Stored data entries

-=-=-=-=-

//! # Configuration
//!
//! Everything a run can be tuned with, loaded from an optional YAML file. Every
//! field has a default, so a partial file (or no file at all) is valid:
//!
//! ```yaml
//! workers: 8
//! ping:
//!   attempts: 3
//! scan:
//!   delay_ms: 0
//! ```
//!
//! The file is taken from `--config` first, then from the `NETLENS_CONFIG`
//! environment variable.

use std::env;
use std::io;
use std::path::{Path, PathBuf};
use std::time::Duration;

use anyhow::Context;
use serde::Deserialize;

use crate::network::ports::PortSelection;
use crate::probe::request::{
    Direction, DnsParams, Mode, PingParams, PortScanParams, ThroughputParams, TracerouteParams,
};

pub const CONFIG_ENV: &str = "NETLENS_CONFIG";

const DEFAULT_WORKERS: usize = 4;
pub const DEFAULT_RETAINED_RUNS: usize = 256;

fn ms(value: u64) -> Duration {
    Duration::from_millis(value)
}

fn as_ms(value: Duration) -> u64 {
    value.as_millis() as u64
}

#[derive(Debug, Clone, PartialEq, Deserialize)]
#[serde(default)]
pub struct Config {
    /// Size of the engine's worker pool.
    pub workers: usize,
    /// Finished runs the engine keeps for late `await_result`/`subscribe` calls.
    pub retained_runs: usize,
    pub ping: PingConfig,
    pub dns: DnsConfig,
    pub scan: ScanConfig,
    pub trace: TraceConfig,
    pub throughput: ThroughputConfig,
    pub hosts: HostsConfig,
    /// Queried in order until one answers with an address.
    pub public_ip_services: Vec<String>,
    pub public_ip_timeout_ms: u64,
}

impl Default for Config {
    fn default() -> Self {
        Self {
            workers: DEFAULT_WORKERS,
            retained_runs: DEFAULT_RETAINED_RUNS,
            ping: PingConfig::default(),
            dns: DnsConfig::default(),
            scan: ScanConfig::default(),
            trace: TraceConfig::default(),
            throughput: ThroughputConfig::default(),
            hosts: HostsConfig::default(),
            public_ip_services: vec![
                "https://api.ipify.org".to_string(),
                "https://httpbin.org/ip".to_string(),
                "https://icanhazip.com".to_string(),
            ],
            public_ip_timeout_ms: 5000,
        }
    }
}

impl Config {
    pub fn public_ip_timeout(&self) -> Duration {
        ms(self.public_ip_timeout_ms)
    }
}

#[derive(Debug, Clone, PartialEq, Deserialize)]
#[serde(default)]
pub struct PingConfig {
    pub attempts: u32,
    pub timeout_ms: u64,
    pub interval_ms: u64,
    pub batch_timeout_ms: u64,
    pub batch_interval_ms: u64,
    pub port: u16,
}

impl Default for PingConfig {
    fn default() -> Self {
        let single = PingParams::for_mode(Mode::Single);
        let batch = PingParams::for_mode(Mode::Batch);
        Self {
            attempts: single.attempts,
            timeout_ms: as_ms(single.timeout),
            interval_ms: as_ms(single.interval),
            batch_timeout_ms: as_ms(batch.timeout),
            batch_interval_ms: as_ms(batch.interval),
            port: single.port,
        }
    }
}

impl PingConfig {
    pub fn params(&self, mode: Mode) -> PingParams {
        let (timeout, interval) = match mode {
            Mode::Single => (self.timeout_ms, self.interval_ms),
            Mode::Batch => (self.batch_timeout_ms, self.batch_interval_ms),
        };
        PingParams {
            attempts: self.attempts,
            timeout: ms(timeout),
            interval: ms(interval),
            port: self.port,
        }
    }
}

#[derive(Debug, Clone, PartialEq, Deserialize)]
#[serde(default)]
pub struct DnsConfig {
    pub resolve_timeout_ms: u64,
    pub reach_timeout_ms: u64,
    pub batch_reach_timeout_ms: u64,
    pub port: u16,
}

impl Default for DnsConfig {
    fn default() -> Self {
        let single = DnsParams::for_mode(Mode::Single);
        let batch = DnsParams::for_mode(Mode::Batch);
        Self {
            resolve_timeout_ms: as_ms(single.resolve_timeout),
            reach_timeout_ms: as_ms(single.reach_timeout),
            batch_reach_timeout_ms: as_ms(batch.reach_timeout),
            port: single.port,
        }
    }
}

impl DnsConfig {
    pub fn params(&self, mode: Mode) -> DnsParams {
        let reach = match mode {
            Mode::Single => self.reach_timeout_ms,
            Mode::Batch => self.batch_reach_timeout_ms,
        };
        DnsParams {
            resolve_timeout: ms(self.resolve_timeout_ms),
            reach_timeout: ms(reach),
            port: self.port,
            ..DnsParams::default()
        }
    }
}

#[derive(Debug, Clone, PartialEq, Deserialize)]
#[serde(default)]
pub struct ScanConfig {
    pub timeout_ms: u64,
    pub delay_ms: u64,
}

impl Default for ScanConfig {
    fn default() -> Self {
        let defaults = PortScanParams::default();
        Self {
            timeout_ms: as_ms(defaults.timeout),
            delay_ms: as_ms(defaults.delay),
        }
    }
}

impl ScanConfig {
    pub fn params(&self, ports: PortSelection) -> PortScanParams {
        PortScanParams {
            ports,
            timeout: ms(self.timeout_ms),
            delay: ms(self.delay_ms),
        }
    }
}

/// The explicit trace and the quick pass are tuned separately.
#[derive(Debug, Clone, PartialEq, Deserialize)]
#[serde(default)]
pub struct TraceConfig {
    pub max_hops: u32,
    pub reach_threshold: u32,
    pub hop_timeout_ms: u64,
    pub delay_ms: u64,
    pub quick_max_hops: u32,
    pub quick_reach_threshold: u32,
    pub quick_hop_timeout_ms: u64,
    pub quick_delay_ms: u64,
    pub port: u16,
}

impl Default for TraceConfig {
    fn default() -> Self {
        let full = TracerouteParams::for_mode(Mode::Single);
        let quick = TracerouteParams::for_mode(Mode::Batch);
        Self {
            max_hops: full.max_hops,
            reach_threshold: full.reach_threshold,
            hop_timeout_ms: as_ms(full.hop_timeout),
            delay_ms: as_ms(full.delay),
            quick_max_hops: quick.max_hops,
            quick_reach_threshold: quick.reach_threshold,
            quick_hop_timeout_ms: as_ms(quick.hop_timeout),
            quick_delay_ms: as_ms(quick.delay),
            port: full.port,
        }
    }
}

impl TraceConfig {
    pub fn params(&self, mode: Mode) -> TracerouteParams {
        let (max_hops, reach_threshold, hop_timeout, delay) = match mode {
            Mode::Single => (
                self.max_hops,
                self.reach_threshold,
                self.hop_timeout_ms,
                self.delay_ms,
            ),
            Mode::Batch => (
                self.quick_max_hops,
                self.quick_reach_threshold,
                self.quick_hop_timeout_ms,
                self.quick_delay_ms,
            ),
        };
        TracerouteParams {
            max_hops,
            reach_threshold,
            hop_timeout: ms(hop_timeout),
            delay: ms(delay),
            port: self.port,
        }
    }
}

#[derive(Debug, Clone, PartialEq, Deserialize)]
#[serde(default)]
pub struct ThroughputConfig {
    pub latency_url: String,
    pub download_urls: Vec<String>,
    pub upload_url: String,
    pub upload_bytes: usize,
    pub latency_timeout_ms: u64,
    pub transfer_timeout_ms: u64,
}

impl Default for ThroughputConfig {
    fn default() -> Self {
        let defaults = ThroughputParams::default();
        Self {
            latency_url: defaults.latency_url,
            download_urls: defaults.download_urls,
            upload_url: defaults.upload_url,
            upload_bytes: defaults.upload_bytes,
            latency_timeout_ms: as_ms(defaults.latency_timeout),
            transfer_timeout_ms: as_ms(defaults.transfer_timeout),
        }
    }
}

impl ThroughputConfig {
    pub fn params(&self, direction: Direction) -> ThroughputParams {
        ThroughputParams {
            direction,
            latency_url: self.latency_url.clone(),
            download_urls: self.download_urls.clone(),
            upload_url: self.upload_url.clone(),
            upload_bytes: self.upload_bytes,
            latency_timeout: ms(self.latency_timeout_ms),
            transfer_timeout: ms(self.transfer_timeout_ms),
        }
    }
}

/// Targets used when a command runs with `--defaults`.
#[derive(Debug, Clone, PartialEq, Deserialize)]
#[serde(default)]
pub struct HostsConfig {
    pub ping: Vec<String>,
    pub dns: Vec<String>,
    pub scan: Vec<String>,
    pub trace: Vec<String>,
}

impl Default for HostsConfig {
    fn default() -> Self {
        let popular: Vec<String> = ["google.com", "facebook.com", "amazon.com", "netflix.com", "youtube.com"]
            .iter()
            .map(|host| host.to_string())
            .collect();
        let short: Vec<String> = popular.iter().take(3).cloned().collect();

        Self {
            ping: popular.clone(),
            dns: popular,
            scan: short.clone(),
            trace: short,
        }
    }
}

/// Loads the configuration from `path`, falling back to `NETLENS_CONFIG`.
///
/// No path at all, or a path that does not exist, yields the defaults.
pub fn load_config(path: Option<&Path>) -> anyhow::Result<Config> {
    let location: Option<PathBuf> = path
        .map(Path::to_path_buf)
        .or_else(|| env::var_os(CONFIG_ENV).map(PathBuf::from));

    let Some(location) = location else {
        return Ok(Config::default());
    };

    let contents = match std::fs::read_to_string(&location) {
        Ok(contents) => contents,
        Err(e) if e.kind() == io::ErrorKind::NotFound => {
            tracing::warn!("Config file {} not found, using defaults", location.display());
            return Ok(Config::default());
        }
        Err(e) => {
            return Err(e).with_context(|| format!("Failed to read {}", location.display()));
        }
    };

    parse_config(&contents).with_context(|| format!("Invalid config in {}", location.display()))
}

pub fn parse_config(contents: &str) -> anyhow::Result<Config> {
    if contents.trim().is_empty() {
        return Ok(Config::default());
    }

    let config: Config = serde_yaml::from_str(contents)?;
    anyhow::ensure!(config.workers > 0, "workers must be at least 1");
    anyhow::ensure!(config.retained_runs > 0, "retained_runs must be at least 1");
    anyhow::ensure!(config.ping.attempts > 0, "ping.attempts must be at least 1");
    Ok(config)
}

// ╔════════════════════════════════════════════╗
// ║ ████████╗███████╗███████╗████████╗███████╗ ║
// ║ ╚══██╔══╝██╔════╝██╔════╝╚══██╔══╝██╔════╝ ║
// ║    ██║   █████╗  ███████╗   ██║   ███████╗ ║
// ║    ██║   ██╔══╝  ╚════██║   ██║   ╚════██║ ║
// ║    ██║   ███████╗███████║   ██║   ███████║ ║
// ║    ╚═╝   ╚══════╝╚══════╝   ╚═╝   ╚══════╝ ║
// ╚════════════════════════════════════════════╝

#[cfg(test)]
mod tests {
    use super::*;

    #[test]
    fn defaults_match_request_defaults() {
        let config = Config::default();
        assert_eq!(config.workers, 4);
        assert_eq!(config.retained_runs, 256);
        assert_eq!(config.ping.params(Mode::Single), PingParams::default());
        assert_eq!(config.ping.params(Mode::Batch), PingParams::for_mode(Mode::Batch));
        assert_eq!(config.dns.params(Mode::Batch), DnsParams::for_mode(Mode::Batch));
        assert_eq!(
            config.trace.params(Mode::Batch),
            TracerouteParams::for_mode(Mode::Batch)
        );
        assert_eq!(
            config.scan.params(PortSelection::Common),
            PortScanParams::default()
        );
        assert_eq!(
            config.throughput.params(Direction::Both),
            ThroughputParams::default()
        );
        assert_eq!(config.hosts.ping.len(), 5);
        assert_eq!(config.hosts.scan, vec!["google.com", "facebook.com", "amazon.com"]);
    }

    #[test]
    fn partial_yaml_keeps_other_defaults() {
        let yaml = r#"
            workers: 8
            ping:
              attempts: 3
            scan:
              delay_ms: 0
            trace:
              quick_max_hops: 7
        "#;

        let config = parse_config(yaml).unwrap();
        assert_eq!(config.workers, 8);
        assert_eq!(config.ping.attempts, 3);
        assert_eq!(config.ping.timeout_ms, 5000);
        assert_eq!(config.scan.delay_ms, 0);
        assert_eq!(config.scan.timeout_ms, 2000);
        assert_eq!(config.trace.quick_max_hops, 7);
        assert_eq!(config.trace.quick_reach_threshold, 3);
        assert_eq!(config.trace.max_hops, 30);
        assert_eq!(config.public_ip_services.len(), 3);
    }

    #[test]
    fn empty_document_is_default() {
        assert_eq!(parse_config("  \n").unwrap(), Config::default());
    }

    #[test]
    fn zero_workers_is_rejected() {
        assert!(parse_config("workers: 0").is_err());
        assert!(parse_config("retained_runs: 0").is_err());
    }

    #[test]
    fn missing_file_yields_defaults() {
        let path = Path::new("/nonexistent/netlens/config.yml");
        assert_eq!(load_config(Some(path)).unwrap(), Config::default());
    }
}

-=-=-=-=-

Scan the entries above for the line containing "assert_eq!(config.hosts.ping.len(), 5);", and copy it and all lines after it exactly, down to and including the line containing "assert_eq!(config.ping.attempts, 3);".

        assert_eq!(config.hosts.ping.len(), 5);
        assert_eq!(config.hosts.scan, vec!["google.com", "facebook.com", "amazon.com"]);
    }

    #[test]
    fn partial_yaml_keeps_other_defaults() {
        let yaml = r#"
            workers: 8
            ping:
              attempts: 3
            scan:
              delay_ms: 0
            trace:
              quick_max_hops: 7
        "#;

        let config = parse_config(yaml).unwrap();
        assert_eq!(config.workers, 8);
        assert_eq!(config.ping.attempts, 3);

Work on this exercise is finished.